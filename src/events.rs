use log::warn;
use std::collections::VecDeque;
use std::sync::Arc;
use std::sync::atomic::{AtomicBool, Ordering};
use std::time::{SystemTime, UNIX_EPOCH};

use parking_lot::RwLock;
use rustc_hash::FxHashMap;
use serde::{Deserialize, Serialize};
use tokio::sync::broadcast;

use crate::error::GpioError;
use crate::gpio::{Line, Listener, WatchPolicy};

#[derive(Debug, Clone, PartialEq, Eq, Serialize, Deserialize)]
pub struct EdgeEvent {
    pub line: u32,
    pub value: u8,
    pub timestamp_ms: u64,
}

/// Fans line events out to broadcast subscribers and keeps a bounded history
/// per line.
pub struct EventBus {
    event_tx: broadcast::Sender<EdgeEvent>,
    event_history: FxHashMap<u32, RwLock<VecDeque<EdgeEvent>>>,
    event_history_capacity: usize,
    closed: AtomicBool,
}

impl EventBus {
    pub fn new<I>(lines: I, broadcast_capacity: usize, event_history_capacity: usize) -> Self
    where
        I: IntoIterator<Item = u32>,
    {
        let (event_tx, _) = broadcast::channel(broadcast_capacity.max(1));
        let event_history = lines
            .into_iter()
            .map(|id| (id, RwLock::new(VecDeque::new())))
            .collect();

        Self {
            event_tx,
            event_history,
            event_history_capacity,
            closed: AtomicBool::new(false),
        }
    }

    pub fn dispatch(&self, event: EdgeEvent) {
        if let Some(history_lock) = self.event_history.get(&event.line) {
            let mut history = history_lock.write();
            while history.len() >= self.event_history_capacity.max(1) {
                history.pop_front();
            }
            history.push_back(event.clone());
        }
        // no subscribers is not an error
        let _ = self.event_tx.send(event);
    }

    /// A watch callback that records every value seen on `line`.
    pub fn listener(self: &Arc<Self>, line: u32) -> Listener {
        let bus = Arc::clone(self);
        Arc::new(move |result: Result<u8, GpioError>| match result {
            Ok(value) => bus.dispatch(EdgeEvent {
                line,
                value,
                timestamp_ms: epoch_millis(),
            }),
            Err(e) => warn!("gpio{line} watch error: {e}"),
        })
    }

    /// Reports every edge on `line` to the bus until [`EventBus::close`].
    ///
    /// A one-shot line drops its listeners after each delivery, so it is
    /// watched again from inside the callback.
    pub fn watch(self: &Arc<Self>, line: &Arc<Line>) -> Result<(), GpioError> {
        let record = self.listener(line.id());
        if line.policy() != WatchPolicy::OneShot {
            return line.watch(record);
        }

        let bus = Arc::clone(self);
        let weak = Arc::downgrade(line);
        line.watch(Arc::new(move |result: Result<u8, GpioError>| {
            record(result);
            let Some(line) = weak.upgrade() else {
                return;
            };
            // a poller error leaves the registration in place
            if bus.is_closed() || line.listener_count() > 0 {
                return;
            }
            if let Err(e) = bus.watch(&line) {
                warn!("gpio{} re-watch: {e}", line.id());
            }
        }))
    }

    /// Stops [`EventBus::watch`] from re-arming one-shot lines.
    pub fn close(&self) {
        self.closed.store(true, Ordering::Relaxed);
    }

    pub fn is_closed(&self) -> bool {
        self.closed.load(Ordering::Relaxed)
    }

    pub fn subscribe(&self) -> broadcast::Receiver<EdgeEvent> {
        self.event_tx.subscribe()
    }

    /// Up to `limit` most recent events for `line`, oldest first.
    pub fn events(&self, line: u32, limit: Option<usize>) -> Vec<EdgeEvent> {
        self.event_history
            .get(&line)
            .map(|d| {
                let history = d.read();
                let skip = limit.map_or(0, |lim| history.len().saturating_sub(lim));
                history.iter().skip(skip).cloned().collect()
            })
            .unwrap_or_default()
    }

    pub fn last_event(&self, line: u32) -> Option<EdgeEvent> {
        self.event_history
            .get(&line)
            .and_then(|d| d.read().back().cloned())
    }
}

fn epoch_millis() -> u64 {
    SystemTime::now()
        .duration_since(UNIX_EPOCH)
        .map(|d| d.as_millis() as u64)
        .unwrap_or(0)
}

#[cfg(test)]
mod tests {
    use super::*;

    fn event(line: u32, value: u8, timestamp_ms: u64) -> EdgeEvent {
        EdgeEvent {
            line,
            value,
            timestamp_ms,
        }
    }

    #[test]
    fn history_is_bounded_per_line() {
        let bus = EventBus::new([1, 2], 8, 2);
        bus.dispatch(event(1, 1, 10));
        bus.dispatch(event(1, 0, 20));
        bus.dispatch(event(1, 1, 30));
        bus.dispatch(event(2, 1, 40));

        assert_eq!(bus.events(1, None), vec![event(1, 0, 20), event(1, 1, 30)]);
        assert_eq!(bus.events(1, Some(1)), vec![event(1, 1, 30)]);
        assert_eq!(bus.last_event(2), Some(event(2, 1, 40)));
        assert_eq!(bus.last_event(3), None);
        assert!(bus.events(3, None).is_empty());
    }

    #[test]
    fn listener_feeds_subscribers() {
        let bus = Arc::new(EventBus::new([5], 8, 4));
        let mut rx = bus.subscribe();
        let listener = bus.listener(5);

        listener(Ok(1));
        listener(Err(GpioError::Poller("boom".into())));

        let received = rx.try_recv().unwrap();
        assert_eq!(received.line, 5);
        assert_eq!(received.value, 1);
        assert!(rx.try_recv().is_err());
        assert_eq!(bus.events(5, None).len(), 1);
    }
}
-- -- --
**What you have to do**
Figure out how many lines of the data hold "from", and answer with the number only.

**Answer to the exercise**
2